Basically blaming his situation on the reason for him "dropping out".
I do not agree with that. Although like I stated before having a well financed
and intelligent family helps, its not all that is needed. Many highly
successful people have risen from the slums and changed the world, while many
wealthy people have sat around and rotted in their drunken corpses not making
one positive change to the world. With all that money you would assume they
would have some decency to spend it on a good cause or maybe go to school and
learn a few things so they can become a scholar and change the world that way
rather than flaunting their money around and say "here". But beside
the point, we cannot choose the cards we are dealt but we can choose what
we do with them. And I was kind of disappointed at the way he started off his
speech not taking responsibility or humbly stating what he had accomplished. It
seemed to me like he was even disappointed in a way of what he has done. He is
a great man and he didn't need a fancy family to get him to where he was, and
he should have said that- in a most modest way possible.
He then continues,
"Except that when I popped out, they decided at the last minute that they
really wanted a girl. So my parents, who were on a waiting list, got a call in
the middle of the night asking: We've got an unexpected baby boy. Do you want
him? They said: Of course. My biological mother found out later that my mother
had never graduated from college and that my father had never graduated from
high school. She refused to sign the final adoption papers. She only relented a
few months later when my parents promised that I would go to college. This was
the start in my life." his biological parents were promised that their son
would find his way to college, he did at 17 leaving to start another chapter of
his life. But he didn't use the opportunities he was given in a sense , he left
all the things he was given- college- behind and went on to do his own thing.

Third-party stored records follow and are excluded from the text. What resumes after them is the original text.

//! Configuration management for cdn-sync.
//!
//! Loads configuration from an optional TOML file, then applies environment
//! variable overrides (after reading `.env`), then command-line overrides in
//! `main`.

use crate::sync::diff::Strategy;
use crate::utils::{Result, SyncError};
use serde::{Deserialize, Serialize};
use std::path::{Path, PathBuf};
use std::time::Duration;

#[derive(Debug, Clone, Default, Serialize, Deserialize)]
#[serde(default)]
pub struct Config {
    pub storage: StorageConfig,
    pub scan: ScanConfig,
    pub upload: UploadConfig,
    pub aliases: AliasConfig,
    pub cdn: CdnConfig,
    pub log: LogConfig,
}

#[derive(Debug, Clone, Serialize, Deserialize)]
#[serde(default)]
pub struct StorageConfig {
    /// Bucket name, `<name>-<appid>` on COS
    pub bucket: Option<String>,

    /// Region identifier
    pub region: String,

    /// Explicit S3-compatible endpoint (defaults to the COS virtual-hosted endpoint)
    pub endpoint: Option<String>,

    /// Secret id; normally supplied through the environment
    #[serde(skip_serializing)]
    pub secret_id: Option<String>,

    /// Secret key; normally supplied through the environment
    #[serde(skip_serializing)]
    pub secret_key: Option<String>,

    /// Key of the manifest document in the bucket
    pub manifest_key: String,

    /// Make manifest saves conditional on the version that was loaded
    pub conditional_save: bool,
}

#[derive(Debug, Clone, Serialize, Deserialize)]
#[serde(default)]
pub struct ScanConfig {
    /// Build output directory that keys are relative to
    pub base_dir: PathBuf,

    /// Directories to scan, relative to `base_dir` unless absolute
    pub roots: Vec<PathBuf>,

    /// Key prefixes removed so both build layouts map to the same key
    pub strip_prefixes: Vec<String>,

    /// File extensions that are never uploaded (without the dot)
    pub exclude_extensions: Vec<String>,

    /// Follow symbolic links while walking
    pub follow_links: bool,
}

#[derive(Debug, Clone, Serialize, Deserialize)]
#[serde(default)]
pub struct UploadConfig {
    /// Comparison strategy used by the diff engine
    pub strategy: Strategy,

    /// Files uploaded concurrently per batch
    pub batch_size: usize,

    /// Retries after the first failed attempt
    pub max_retries: u32,

    /// Base delay for linear backoff (milliseconds)
    pub retry_delay_ms: u64,

    /// Per network call timeout (seconds)
    pub timeout_secs: u64,

    /// Cache-Control header set on uploaded assets
    pub cache_control: String,

    /// Persist the manifest after every batch rather than only at the end
    pub save_each_batch: bool,
}

#[derive(Debug, Clone, Serialize, Deserialize)]
#[serde(default)]
pub struct AliasConfig {
    /// Copy fingerprinted images to a second, legacy key
    pub enabled: bool,

    pub source_prefix: String,

    pub target_prefix: String,

    /// Extensions eligible for aliasing (without the dot)
    pub extensions: Vec<String>,
}

#[derive(Debug, Clone, Default, Serialize, Deserialize)]
#[serde(default)]
pub struct CdnConfig {
    /// Public CDN domain, used for purge hints and probes
    pub domain: Option<String>,
}

#[derive(Debug, Clone, Serialize, Deserialize)]
#[serde(default)]
pub struct LogConfig {
    /// Log level (trace, debug, info, warn, error)
    pub level: String,
}

// Default values
fn default_region() -> String {
    "ap-guangzhou".to_string()
}

fn default_manifest_key() -> String {
    ".upload-manifest.json".to_string()
}

fn default_roots() -> Vec<PathBuf> {
    ["client/assets", "client/fonts", "client/images", "client/_astro", "assets", "fonts", "images", "_astro"]
        .iter()
        .map(PathBuf::from)
        .collect()
}

fn default_exclude_extensions() -> Vec<String> {
    ["map", "txt", "md", "json"].iter().map(|s| s.to_string()).collect()
}

fn default_alias_extensions() -> Vec<String> {
    ["jpg", "jpeg", "png", "gif", "webp", "svg"].iter().map(|s| s.to_string()).collect()
}

impl Default for StorageConfig {
    fn default() -> Self {
        Self {
            bucket: None,
            region: default_region(),
            endpoint: None,
            secret_id: None,
            secret_key: None,
            manifest_key: default_manifest_key(),
            conditional_save: true,
        }
    }
}

impl Default for ScanConfig {
    fn default() -> Self {
        Self {
            base_dir: PathBuf::from("dist"),
            roots: default_roots(),
            strip_prefixes: vec!["client/".to_string()],
            exclude_extensions: default_exclude_extensions(),
            follow_links: false,
        }
    }
}

impl Default for UploadConfig {
    fn default() -> Self {
        Self {
            strategy: Strategy::Digest,
            batch_size: 20,
            max_retries: 2,
            retry_delay_ms: 300,
            timeout_secs: 60,
            cache_control: "max-age=31536000".to_string(),
            save_each_batch: true,
        }
    }
}

impl Default for AliasConfig {
    fn default() -> Self {
        Self {
            enabled: true,
            source_prefix: "_astro/".to_string(),
            target_prefix: "assets/".to_string(),
            extensions: default_alias_extensions(),
        }
    }
}

impl Default for LogConfig {
    fn default() -> Self {
        Self {
            level: "info".to_string(),
        }
    }
}

impl UploadConfig {
    pub fn retry_delay(&self) -> Duration {
        Duration::from_millis(self.retry_delay_ms)
    }

    pub fn timeout(&self) -> Duration {
        Duration::from_secs(self.timeout_secs)
    }
}

impl StorageConfig {
    /// Endpoint to talk to: the explicit one, or `https://<bucket>.cos.<region>.myqcloud.com`.
    pub fn resolved_endpoint(&self) -> Option<String> {
        if let Some(endpoint) = &self.endpoint {
            return Some(endpoint.trim_end_matches('/').to_string());
        }
        self.bucket
            .as_ref()
            .map(|bucket| format!("https://{}.cos.{}.myqcloud.com", bucket, self.region))
    }

    /// Storage URL of an object.
    pub fn object_url(&self, key: &str) -> Option<String> {
        self.resolved_endpoint().map(|e| format!("{}/{}", e, key))
    }
}

impl CdnConfig {
    /// Public URL of `key` on the CDN. The domain may be given with or without a scheme.
    pub fn url_for(&self, key: &str) -> Option<String> {
        let domain = self.domain.as_deref()?.trim().trim_end_matches('/');
        if domain.is_empty() {
            return None;
        }
        let key = key.trim_start_matches('/');
        if domain.starts_with("http://") || domain.starts_with("https://") {
            Some(format!("{}/{}", domain, key))
        } else {
            Some(format!("https://{}/{}", domain, key))
        }
    }
}

/// Read an environment variable, falling back to an alias; empty values count as unset.
fn env_any(names: &[&str]) -> Option<String> {
    names
        .iter()
        .filter_map(|name| std::env::var(name).ok())
        .map(|v| v.trim().to_string())
        .find(|v| !v.is_empty())
}

impl Config {
    /// Load configuration from a TOML file
    pub fn from_file(path: &Path) -> anyhow::Result<Self> {
        let content = std::fs::read_to_string(path)?;
        let config: Config = toml::from_str(&content)?;
        Ok(config)
    }

    /// Load the file if given (defaults otherwise), then apply the environment.
    pub fn load(path: Option<&Path>) -> anyhow::Result<Self> {
        // CI injects secrets directly; a stray .env must not shadow them there.
        if std::env::var_os("GITHUB_ACTIONS").is_none() {
            let _ = dotenvy::dotenv();
        }

        let mut config = match path {
            Some(path) => Self::from_file(path)?,
            None => Self::default(),
        };
        config.apply_env();
        Ok(config)
    }

    /// Apply environment variable overrides. Primary names win over legacy aliases.
    pub fn apply_env(&mut self) {
        if let Some(id) = env_any(&["COS_SECRET_ID", "TENCENT_SECRET_ID"]) {
            self.storage.secret_id = Some(id);
        }
        if let Some(key) = env_any(&["COS_SECRET_KEY", "TENCENT_SECRET_KEY"]) {
            self.storage.secret_key = Some(key);
        }
        if let Some(bucket) = env_any(&["TENCENT_COS_BUCKET", "COS_BUCKET"]) {
            self.storage.bucket = Some(bucket);
        }
        if let Some(region) = env_any(&["TENCENT_COS_REGION", "COS_REGION"]) {
            self.storage.region = region;
        }
        if let Some(endpoint) = env_any(&["COS_ENDPOINT"]) {
            self.storage.endpoint = Some(endpoint);
        }
        if let Some(domain) = env_any(&["CDN_DOMAIN"]) {
            self.cdn.domain = Some(domain);
        }
    }

    /// Check the settings needed to talk to the bucket.
    pub fn validate_storage(&self) -> Result<()> {
        let bucket = self.storage.bucket.as_deref().ok_or_else(|| {
            SyncError::Config("bucket not set (TENCENT_COS_BUCKET or COS_BUCKET)".to_string())
        })?;
        if bucket.trim().is_empty() {
            return Err(SyncError::Config("bucket name is empty".to_string()));
        }
        if self.storage.secret_id.is_none() || self.storage.secret_key.is_none() {
            return Err(SyncError::Config(
                "missing credentials: COS_SECRET_ID/TENCENT_SECRET_ID and COS_SECRET_KEY/TENCENT_SECRET_KEY".to_string(),
            ));
        }
        Ok(())
    }

    /// Check the upload tuning values.
    pub fn validate_upload(&self) -> Result<()> {
        if self.upload.batch_size == 0 {
            return Err(SyncError::Config("upload.batch_size must be at least 1".to_string()));
        }
        if self.upload.timeout_secs == 0 {
            return Err(SyncError::Config("upload.timeout_secs must be at least 1".to_string()));
        }
        Ok(())
    }
}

Of course it worked for him...but what if it hadn't? Would he have been paying
for a mistake? Or what if he had stayed throughout all of college? Would he
have been more successful? Less successful? We can never know. Buit what we do
know is Steve Jobs was given a crappy group of cards, but he was special enough
to turn them in to something magnificent. And I was very happy to see that he
reflected on his luck and opportunity for the passion he had found when
partnering with a college in the Apple corp, "My second story is about
love and loss. I was lucky, I found what I loved to do early in life. Woz and I
started Apple in my parents' garage when I was 20."
Quote I loved:
"Your time is limited, so don't waste it living someone else's life. Don't let the noise of others' opinions drown out your own inner voice. And most important, have the courage to follow your heart and intuition."